Reference may be made at this point to the range of self-adhesive materials offered, for example, by the company Avery (Fasson).
For this embodiment, use is made in particular of self-adhesive materials with a thin print substrate, so that the overall thickness of the label laminated with the first print substrate layer corresponds to that of conventional labels.
Preference is given to self-adhesive materials with a print substrate based on PP having a thickness of from 25 to 60 μm, with particular preference to those having a thickness of from 30 to 40 μm.
Likewise possible for use without restriction are every kind of self-adhesive compositions which are supplied for self-adhesive materials. Depending on the intended application, permanent, detachable, and deep-freeze adhesives, self-adhesive compositions for no-label look labels, etc. are employed.
Printing inks used for the printing processes described are commercially customary inks from the respective suppliers of label printing inks. By way of example, for label materials comprising polyolefin films, UV-curing offset/flexographic/letterpress/screen printing inks and solventborne gravure printing inks are offered: for example, the Flexocure series for UV flexographic printing, from Akzo.
In order to take account of anticounterfeit aspects in the labels employed, a variety of different pigments and dyes can be employed in the printing inks.
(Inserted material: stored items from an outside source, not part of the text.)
//! # `/proc/<pid>/maps` Parsing
//!
//! Each line of the maps file describes one mapping:
//!
//! ```text
//! 00400000-00452000 r-xp 00000000 08:02 173521      /usr/bin/dbus-daemon
//! address           perms offset  dev   inode       pathname
//! ```
//!
//! Some mappings are dropped entirely rather than reported:
//!
//! - Mappings starting in the high ranges where WINE places native memory.
//!   Those addresses cannot be reached through `mem` with a plain seek.
//! - Device-special files under `/dev/`.
//! - memfd-backed mappings (`/memfd:...`).

use tracing::warn;

use crate::types::{Address, MemoryRegion, RegionFlags};

/// Start of the range WINE uses for native (non-PE) memory.
pub const NATIVE_RANGE_START: u64 = 0x7f00_0000_0000;

/// Start of the range `lseek` on `mem` cannot reach.
pub const UNSEEKABLE_RANGE_START: u64 = 0x7f00_0000_0000_0000;

/// Parse the complete contents of a maps file
///
/// Regions come back in file order. Malformed lines are logged and skipped.
pub fn parse_maps(content: &str) -> Vec<MemoryRegion>
{
    let mut regions = Vec::new();
    for line in content.lines().filter(|line| !line.trim().is_empty()) {
        match parse_line(line) {
            Ok(Some(region)) => regions.push(region),
            Ok(None) => {}
            Err(reason) => warn!(line, reason, "skipping malformed maps line"),
        }
    }
    regions
}

/// Parse a single maps line
///
/// Returns `Ok(None)` for mappings that are excluded from enumeration.
pub fn parse_line(line: &str) -> Result<Option<MemoryRegion>, &'static str>
{
    let mut rest = line;
    let range = next_field(&mut rest).ok_or("missing address range")?;
    let perms = next_field(&mut rest).ok_or("missing permissions")?;
    let _offset = next_field(&mut rest).ok_or("missing file offset")?;
    let device = next_field(&mut rest).ok_or("missing device")?;
    let _inode = next_field(&mut rest).ok_or("missing inode")?;
    let pathname = rest.trim_start();

    let (start, end) = range.split_once('-').ok_or("malformed address range")?;
    let start = u64::from_str_radix(start, 16).map_err(|_| "malformed start address")?;
    let end = u64::from_str_radix(end, 16).map_err(|_| "malformed end address")?;
    if start > end {
        return Err("start address after end address");
    }

    if start >= NATIVE_RANGE_START || start >= UNSEEKABLE_RANGE_START {
        return Ok(None);
    }

    if perms.len() != 4 {
        return Err("permission string must be four characters");
    }

    let (major, minor) = device.split_once(':').ok_or("malformed device")?;
    let major = u32::from_str_radix(major, 16).map_err(|_| "malformed device major")?;
    let minor = u32::from_str_radix(minor, 16).map_err(|_| "malformed device minor")?;

    let mut region = MemoryRegion::new(
        Address::new(start),
        Address::new(end),
        RegionFlags::from_permissions(perms),
    );
    region.shared = perms.as_bytes()[3] == b's';

    if major != 0 || minor != 0 {
        if pathname.starts_with("/dev/") || pathname.starts_with("/memfd:") {
            return Ok(None);
        }
        let basename = pathname.rsplit_once('/').map_or(pathname, |(_, name)| name);
        region = region.with_file(basename);
    }

    Ok(Some(region))
}

/// Split off the next whitespace-delimited field, advancing `rest`.
fn next_field<'a>(rest: &mut &'a str) -> Option<&'a str>
{
    let trimmed = rest.trim_start();
    if trimmed.is_empty() {
        return None;
    }
    let end = trimmed.find(char::is_whitespace).unwrap_or(trimmed.len());
    let (field, remainder) = trimmed.split_at(end);
    *rest = remainder;
    Some(field)
}

#[cfg(test)]
mod tests
{
    use super::*;

    #[test]
    fn test_text_segment_line()
    {
        let region = parse_line("00401000-00452000 r-xp 00001000 08:02 173521      /opt/game/game.exe")
            .unwrap()
            .unwrap();
        assert_eq!(region.start, Address::new(0x401000));
        assert_eq!(region.end, Address::new(0x452000));
        assert_eq!(region.flags, RegionFlags::READ | RegionFlags::EXECUTE);
        assert!(!region.shared);
        assert!(region.mapped);
        assert_eq!(region.filename, "game.exe");
    }

    #[test]
    fn test_anonymous_region_has_no_filename()
    {
        let region = parse_line("01e2c000-01e4d000 rw-p 00000000 00:00 0          [heap]")
            .unwrap()
            .unwrap();
        assert_eq!(region.flags, RegionFlags::READ | RegionFlags::WRITE);
        assert!(!region.mapped);
        assert!(region.filename.is_empty());
    }

    #[test]
    fn test_shared_flag()
    {
        let region = parse_line("10000000-10001000 rw-s 00000000 00:05 42 /SYSV00000000 (deleted)")
            .unwrap()
            .unwrap();
        assert!(region.shared);
        assert!(region.mapped);
        assert_eq!(region.filename, "SYSV00000000 (deleted)");
    }

    #[test]
    fn test_device_and_memfd_mappings_are_dropped()
    {
        assert_eq!(parse_line("20000000-20001000 rw-s 00000000 00:06 7 /dev/dri/card0"), Ok(None));
        assert_eq!(parse_line("20001000-20002000 rw-s 00000000 00:01 9 /memfd:wine-mapping (deleted)"), Ok(None));
    }

    #[test]
    fn test_high_ranges_are_dropped()
    {
        assert_eq!(
            parse_line("7f1234560000-7f1234561000 r-xp 00000000 08:02 11 /usr/lib/libc.so.6"),
            Ok(None)
        );
        assert_eq!(parse_line("7fff0000-80000000 r--p 00000000 00:00 0").map(|r| r.is_some()), Ok(true));
    }

    #[test]
    fn test_device_numbers_are_hex()
    {
        let region = parse_line("00400000-00401000 r--p 00000000 0a:00 5 /a/b").unwrap().unwrap();
        assert!(region.mapped);
        assert_eq!(region.filename, "b");
    }

    #[test]
    fn test_malformed_lines()
    {
        assert!(parse_line("not a maps line").is_err());
        assert!(parse_line("00400000 r-xp 00000000 08:02 1").is_err());
        assert!(parse_line("00400000-00401000 r-x 00000000 08:02 1").is_err());
        assert!(parse_line("00401000-00400000 r-xp 00000000 08:02 1").is_err());
    }

    #[test]
    fn test_parse_maps_keeps_file_order_and_skips_bad_lines()
    {
        let content = "\
00400000-00401000 r--p 00000000 08:02 1 /opt/game/game.exe
garbage
00401000-00402000 r-xp 00001000 08:02 1 /opt/game/game.exe

00402000-00403000 rw-p 00000000 00:00 0
7f0000001000-7f0000002000 r--p 00000000 00:00 0
";
        let regions = parse_maps(content);
        let starts: Vec<u64> = regions.iter().map(|r| r.start.value()).collect();
        assert_eq!(starts, vec![0x400000, 0x401000, 0x402000]);
    }
}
The most widespread are long-afterglow (phosphorescent) or fluorescent pigments, which are excited solely or predominantly by UV radiation and which emit in the visible region of the spectrum (for an overview see, for example, Ullmanns Enzyklopädie der technischen Chemie, 4th edition, 1979, Verlag Chemie).
Also known, however, are IR-active luminescent pigments. Examples of systems with UV fluorescence are xanthenes, coumarins, naphthalimides, etc., which in some cases are referred to in the literature under the generic term ‘organic luminophores’ or ‘optical brighteners’. The addition of a few percent of the luminescent substances concerned is sufficient, incorporation into a solid polymer matrix being particularly favorable in respect of luminosity and stability.
Examples of formulations which can be employed are those with RADGLO® pigments from Radiant Color N.V., Netherlands, or Lumiluxe® CD pigments from Riedel-deHaën. Inorganic luminescent substances are also suitable. As long-afterglow substances, especially with the emission of light in the yellow region, metal sulfides and metal oxides have been found favorable, generally in conjunction with appropriate activators. These compounds are obtainable, for example, under the trade name Lumilux® N or, as luminescent pigments improved in terms of stability, luminosity and afterglow persistence, under the trade name LumiNova® from Nemoto, Japan.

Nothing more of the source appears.